SongSoptok | 7/10/2014 |




A ROOM WITH A VIEW.




I was stuck in a hospital room first for ten days recently.......It was a pleasant stay after the initial surgery. Lived in a dual bedroom followed by a single room to ensure I could sleep through the night. Sleeping in the night can be a challenge in the hospital. Vital checks every four hours, respiratory treatments every six hours and withdrawing blood every morning through an intravenous connector.

And then I was released.

I was excited to get back to familiar surroundings. But this time there was a twist – I was to have an intravenous line that can deliver antibiotics at home. What a novel concept! Within twenty four hours I was back in the Emergency room with a new infection and had to go through a harrowing two days in the intensive care Unit.
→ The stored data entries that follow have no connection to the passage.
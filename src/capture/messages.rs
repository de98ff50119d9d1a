use serde::{Deserialize, Serialize};

use crate::capture::files::CapturedFile;
use crate::capture::session::{Delivery, ResourceCounts, SessionId, TargetContextId};

/// Commands issued by the control surface to the coordinator
#[derive(Debug, Clone, PartialEq, Eq, Serialize, Deserialize)]
#[serde(tag = "type", rename_all = "kebab-case")]
pub enum SurfaceCommand {
    /// Begin capturing the page loaded in `target`
    Start {
        target: TargetContextId,
        source_url: String,
        title: String,
    },

    /// Best-effort cancel of the running capture
    Cancel,

    /// Save the archive of a finished session
    Download { session_id: SessionId },
}

/// Commands sent from the coordinator into the capture agent
#[derive(Debug, Clone, PartialEq, Eq, Serialize, Deserialize)]
#[serde(tag = "type", rename_all = "kebab-case")]
pub enum AgentCommand {
    /// Begin extraction
    Start {
        session_id: SessionId,
        source_url: String,
    },

    /// Advisory stop
    Cancel,
}

/// Results pushed by the capture agent, one per stage
#[derive(Debug, Clone, Serialize, Deserialize)]
#[serde(tag = "type", rename_all = "kebab-case")]
pub enum AgentMessage {
    MarkupDelivered { html: String },
    StylesDelivered { files: Vec<CapturedFile> },
    ScriptsDelivered { files: Vec<CapturedFile> },
    AssetsDelivered { files: Vec<CapturedFile> },

    /// The pipeline hit an unrecoverable error and stopped
    Failed { message: String },
}

impl AgentMessage {
    /// Get a human-readable message type name for logs
    pub fn type_name(&self) -> &'static str {
        match self {
            AgentMessage::MarkupDelivered { .. } => "markup-delivered",
            AgentMessage::StylesDelivered { .. } => "styles-delivered",
            AgentMessage::ScriptsDelivered { .. } => "scripts-delivered",
            AgentMessage::AssetsDelivered { .. } => "assets-delivered",
            AgentMessage::Failed { .. } => "failed",
        }
    }

    /// The stage payload, if this is a delivery.
    pub fn into_delivery(self) -> Result<Delivery, String> {
        match self {
            AgentMessage::MarkupDelivered { html } => Ok(Delivery::Markup(html)),
            AgentMessage::StylesDelivered { files } => Ok(Delivery::Styles(files)),
            AgentMessage::ScriptsDelivered { files } => Ok(Delivery::Scripts(files)),
            AgentMessage::AssetsDelivered { files } => Ok(Delivery::Assets(files)),
            AgentMessage::Failed { message } => Err(message),
        }
    }
}

impl From<Delivery> for AgentMessage {
    fn from(delivery: Delivery) -> Self {
        match delivery {
            Delivery::Markup(html) => AgentMessage::MarkupDelivered { html },
            Delivery::Styles(files) => AgentMessage::StylesDelivered { files },
            Delivery::Scripts(files) => AgentMessage::ScriptsDelivered { files },
            Delivery::Assets(files) => AgentMessage::AssetsDelivered { files },
        }
    }
}

/// An agent message tagged with the session it belongs to
#[derive(Debug, Clone, Serialize, Deserialize)]
pub struct AgentEnvelope {
    pub session_id: SessionId,
    pub message: AgentMessage,
}

impl AgentEnvelope {
    pub fn new(session_id: SessionId, message: impl Into<AgentMessage>) -> Self {
        Self {
            session_id,
            message: message.into(),
        }
    }
}

/// Summary carried by the completion event
#[derive(Debug, Clone, PartialEq, Eq, Serialize, Deserialize)]
pub struct CaptureSummary {
    pub session_id: SessionId,
    pub counts: ResourceCounts,
    pub total_size_bytes: u64,
}

/// Events pushed from the coordinator to the control surface
#[derive(Debug, Clone, PartialEq, Eq, Serialize, Deserialize)]
#[serde(tag = "type", rename_all = "kebab-case")]
pub enum CoordinatorEvent {
    Progress { percent: u8, message: String },

    /// Terminal success
    Complete(CaptureSummary),

    /// Terminal failure, or a rejected download
    Error { message: String },

    /// The archive was written by the download facility
    Saved {
        session_id: SessionId,
        path: std::path::PathBuf,
    },
}

impl CoordinatorEvent {
    pub fn progress(percent: u8, message: impl Into<String>) -> Self {
        CoordinatorEvent::Progress {
            percent,
            message: message.into(),
        }
    }

    pub fn error(message: impl Into<String>) -> Self {
        CoordinatorEvent::Error {
            message: message.into(),
        }
    }

    pub fn event_type_name(&self) -> &'static str {
        match self {
            CoordinatorEvent::Progress { .. } => "progress",
            CoordinatorEvent::Complete(_) => "complete",
            CoordinatorEvent::Error { .. } => "error",
            CoordinatorEvent::Saved { .. } => "saved",
        }
    }
}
But what was the purpose of my trip? I have been thinking......and I think I finally found the answer. This time I was not in an independent private room

Viola Gonzalvez:

Her mother named her Viola.....a pretty young lady in a violet skirt floating through the meadows of California. She was born in the 20's.

“Nurse My bed is wet again”....the Nurse came by and cleaned her up.....”Doctor when can I go home?” She had barely been at the hospital for 3 hours.

She lives in an elderly home for independent living somewhere about thirty miles from the hospital. The next day Robert her younger son came by.

Viola: “Why are you leaving me here?”

Robert: “Maa, I have to go out of town ….Nancy will be here tomorrow...you are not well...they need to check out your heart”

Viola: “@#$%^&* Let me go home....they are going to kill me here, my bed is wet again....Nurse”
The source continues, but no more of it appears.